お店に持っていく場合に確認する項目として

  • いつから
  • どんな状況で
  • 症状が出るまでに自分で行った作業

といったことを伝えると原因にたどり着きやすくなります。

修理にかかる費用の目安は

エンジン関係の修理費用は全体的に高額になりやすいです。また年式や車両状態によって作業数が変わるので大幅に金額が変動してしまいます。

目安としては

  • ピストンリング交換20,000円~60,000円+部品代
  • バルブシール交換10,000円~30,000円+部品代

程度でしょうか。

先にみたように、オイル上がりオイル下がりの判断が難しいため、万全を期してエンジン腰上(シリンダーから上の部分)オーバーホールを行うと

  • 単気筒 50,000円~100,000円+部品代
  • 4気筒 100,000円~250,000円+部品代

といったあたりになります。

多気筒車の場合、不具合が1気筒だけでも他のシリンダーも似た環境にあるため、同時に部品交換を行うことが望ましいです。

場合によっては中古のエンジンに乗せ換える。

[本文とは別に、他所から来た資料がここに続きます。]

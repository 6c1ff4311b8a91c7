//! Server execution logic.

use std::sync::Arc;

use axum::{
    Router,
    routing::{get, post},
};
use tower_http::{
    cors::{AllowHeaders, AllowMethods, AllowOrigin, CorsLayer},
    trace::TraceLayer,
};

use super::{
    handler::{
        create_room, fallback, get_room, health_check, join_room, list_messages, list_rooms,
        on_publish, on_unpublish, rotate_keys, websocket_handler,
    },
    signal::shutdown_signal,
    state::AppState,
};

/// Watch-party server
///
/// This struct owns the shared application state and provides methods to
/// build the router and run the server.
///
/// # Example
///
/// ```ignore
/// let server = Server::new(app_state);
/// server.run("127.0.0.1".to_string(), 4000).await?;
/// ```
pub struct Server {
    state: Arc<AppState>,
}

impl Server {
    /// Create a new Server instance
    pub fn new(state: AppState) -> Self {
        Self {
            state: Arc::new(state),
        }
    }

    /// Build the router with every route and layer attached
    pub fn router(&self) -> Router {
        // Cookies / credentials are allowed from any origin that asks
        let cors = CorsLayer::new()
            .allow_origin(AllowOrigin::mirror_request())
            .allow_methods(AllowMethods::mirror_request())
            .allow_headers(AllowHeaders::mirror_request())
            .allow_credentials(true);

        Router::new()
            // WebSocket エンドポイント
            .route("/ws", get(websocket_handler))
            // Ingest webhook
            .route("/hooks/rtmp/publish", post(on_publish))
            .route("/hooks/rtmp/done", post(on_unpublish))
            // HTTP エンドポイント
            .route("/healthz", get(health_check))
            .route("/api/rooms", get(list_rooms).post(create_room))
            .route("/api/rooms/{slug}", get(get_room))
            .route("/api/rooms/{slug}/join", post(join_room))
            .route("/api/rooms/{slug}/rotate", post(rotate_keys))
            .route("/api/rooms/{slug}/messages", get(list_messages))
            .fallback(fallback)
            .layer(TraceLayer::new_for_http())
            .layer(cors)
            .with_state(self.state.clone())
    }

    /// Run the server
    ///
    /// # Arguments
    ///
    /// * `host` - The host address to bind to (e.g., "127.0.0.1")
    /// * `port` - The port number to bind to (e.g., 4000)
    ///
    /// # Errors
    ///
    /// Returns an error if the server fails to bind to the specified address or
    /// if there's an error during server execution.
    pub async fn run(self, host: String, port: u16) -> Result<(), Box<dyn std::error::Error>> {
        let app = self.router();

        // Bind the server to the host and port
        let bind_addr = format!("{}:{}", host, port);
        let listener = tokio::net::TcpListener::bind(&bind_addr).await?;

        // Start the server
        tracing::info!("Watch-party server listening on {}", listener.local_addr()?);
        tracing::info!("Viewers connect to: ws://{}/ws", bind_addr);
        tracing::info!("Press Ctrl+C to shutdown gracefully");

        // Set up graceful shutdown signal handler
        axum::serve(listener, app)
            .with_graceful_shutdown(shutdown_signal())
            .await?;

        tracing::info!("Server shutdown complete");

        Ok(())
    }
}
//! Ingest webhook handlers called by the media server.

use std::sync::Arc;

use axum::{
    Form, Json,
    extract::{FromRequest, Query, Request, State},
    http::header::CONTENT_TYPE,
};

use crate::{
    infrastructure::dto::http::StreamKeyParamsDto,
    ui::{error::ApiError, state::AppState},
    usecase::UnpublishOutcome,
};

/// Read the stream key from the body `name` field, falling back to the
/// `name` query parameter. Empty values are skipped.
async fn stream_key(request: Request) -> Option<String> {
    let from_query = Query::<StreamKeyParamsDto>::try_from_uri(request.uri())
        .ok()
        .and_then(|Query(params)| params.name);

    let is_json = request
        .headers()
        .get(CONTENT_TYPE)
        .and_then(|value| value.to_str().ok())
        .is_some_and(|value| value.starts_with("application/json"));
    let from_body = if is_json {
        Json::<StreamKeyParamsDto>::from_request(request, &())
            .await
            .ok()
            .and_then(|Json(params)| params.name)
    } else {
        Form::<StreamKeyParamsDto>::from_request(request, &())
            .await
            .ok()
            .and_then(|Form(params)| params.name)
    };

    [from_body, from_query]
        .into_iter()
        .flatten()
        .find(|key| !key.trim().is_empty())
}

/// Stream started
pub async fn on_publish(
    State(state): State<Arc<AppState>>,
    request: Request,
) -> Result<&'static str, ApiError> {
    let key = stream_key(request).await;
    match state.ingest_usecase.on_publish(key).await {
        Ok(outcome) => {
            tracing::debug!("Publish accepted: {:?}", outcome);
            Ok("ok")
        }
        Err(e) => {
            tracing::warn!("Publish rejected: {}", e);
            Err(e.into())
        }
    }
}

/// Stream ended. Always answers 200.
pub async fn on_unpublish(State(state): State<Arc<AppState>>, request: Request) -> &'static str {
    let key = stream_key(request).await;
    let outcome = state.ingest_usecase.on_unpublish(key).await;
    if outcome == UnpublishOutcome::Dropped {
        tracing::warn!("Unpublish acknowledged despite a store failure");
    }
    "ok"
}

という手段も選択肢に入るかもしれません。

古いバイクなどは部品が手に入らない車種も多く、ほかのエンジンから移植しなければならない場合があるからです。目安として

  • エンジン載せ替え 100,000円~150,000円+エンジン本体代

程度になることが多いです。

予算や「どうしてもこのバイクに乗りたい」ということを店員さんに相談してみるといいでしょう。

定期的にメンテナンスをしよう

修理費用の上昇を抑える一番のポイントは日々のメンテナンスです。

その理由は、バイク屋さんの工賃は作業時間に比例して加算されるため、いかに早く作業が終了するかで金額が決まるからです。

オイル交換やオイルフィルター交換をしっかり行えばエンジン内部の環境が悪化しにくく、交換部品が減りますし、各部品の注油を行っていればネジの固着による作業時間増加を防げます。

また定期的にバイク屋さんにメンテナンスをお願いしておけば、バイク屋さんはその車両の大まかな状態が把握できるので、何をすればいいのかが早く決まります。

このように、日々のメンテナンスから愛車の状態を素早く正確に把握することでトラブルを回避できます。また、修理になったとしても費用を抑えることができるのです。


原付からの白煙はキャブよりもエンジン内部の不調を疑う症状です。発見したらすぐに対処することが大切です。不安ならバイク屋さんにお願いする判断も必要です。

普段から愛車の変化を気にしておくことで、重大な故障や、事故を未然に防ぎ、快適なバイクライフを過ごしましょう。